So how does the R12 sound with the ported box? I might be stealing your ported box idea, so hurry up and get that sealed box done and give a comparison


----------



## 05_sprcrw (Dec 29, 2008)

BKJT05 said:


> haha, you guys are gonna love me for this. depending on how i like the sound after i build a test box and get my new amp, im thinking about going with a sealed enclosure and a box/amp rack setup like this. it will go across the back wall just like the current box, but the amp will be mounted on each side behind plexi and all wires hidden. DIYMA will still be inverted in the middle, all covered in black carpet. im thinking it will look damn good if done right. which i will take my sweet ass time on it if so.
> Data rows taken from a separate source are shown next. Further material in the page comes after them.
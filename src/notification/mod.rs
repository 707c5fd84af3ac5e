mod message;
mod sink;

pub use message::{GlideComputerEvent, Notification, StatusMessage};
pub use sink::{ChannelSink, NotificationSink};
That will definitely come out looking very sweet. And as already stated keep this amp and go active. I wish I would have decided to go active this build but I didn't. I am not even completely finished with this build yet and I am already planing on going active. :blush:


----------



## mr1spd (Jan 5, 2009)

Hey brandon gimme the dimensions you want and i can whip up a design 4 you


----------



## BKJT05 (Apr 10, 2007)

BaMaDuDe87 said:


> So how does the R12 sound with the ported box? I might be stealing your ported box idea, so hurry up and get that sealed box done and give a comparison


i liked the sound in the ported box, but i think for my taste, i needed more power. 



05_sprcrw said:


> That will definitely come out looking very sweet. And as already stated keep this amp and go active. I wish I would have decided to go active this build but I didn't. I am not even completely finished with this build yet and I am already planing on going active. :blush:


thanks, after i hear it in a sealed box running off my new amp, and if i like the sound, something like the pic i drew up will be happening. As for going active, i just dont think i have all the knowledge and tuning capabilities in my head to do so right now. Plus i already returned the PDX100.4 the other day. ill be running the PDX150.2, and a PDX600.1

before going active, my next step is going to be new mids/tweets which im thinking alpine type x, then just buying another PDX 150.2 to power it. As much as i hate multiple amp set-ups because of the size factor. I can run 3 pdx amps, and still save as much space as i would running one big 5-channel or compared to. I love the PDX amps, looks, mounting abilities, name, etc. 




mr1spd said:


> Hey brandon gimme the dimensions you want and i can whip up a design 4 you


well, im still thinking about how i wanna do it. We will keep in touch and figure it out when the time is right. 

thanks


----------



## 05_sprcrw (Dec 29, 2008)

Ya I hear ya there, I am now starting my enclosure build it should be interesting. I am going to be mounting it in the center console so that I can keep from lifting my seat. This quickly became an install that is way more outlandish then I had ever intended it to be. Good choice on amps, I love how compact those amps are. If I wasn't running my JL's I would definitely be looking into them as well.


----------



## BKJT05 (Apr 10, 2007)

05_sprcrw said:


> Ya I hear ya there, I am now starting my enclosure build it should be interesting. I am going to be mounting it in the center console so that I can keep from lifting my seat. This quickly became an install that is way more outlandish then I had ever intended it to be. Good choice on amps, I love how compact those amps are. If I wasn't running my JL's I would definitely be looking into them as well.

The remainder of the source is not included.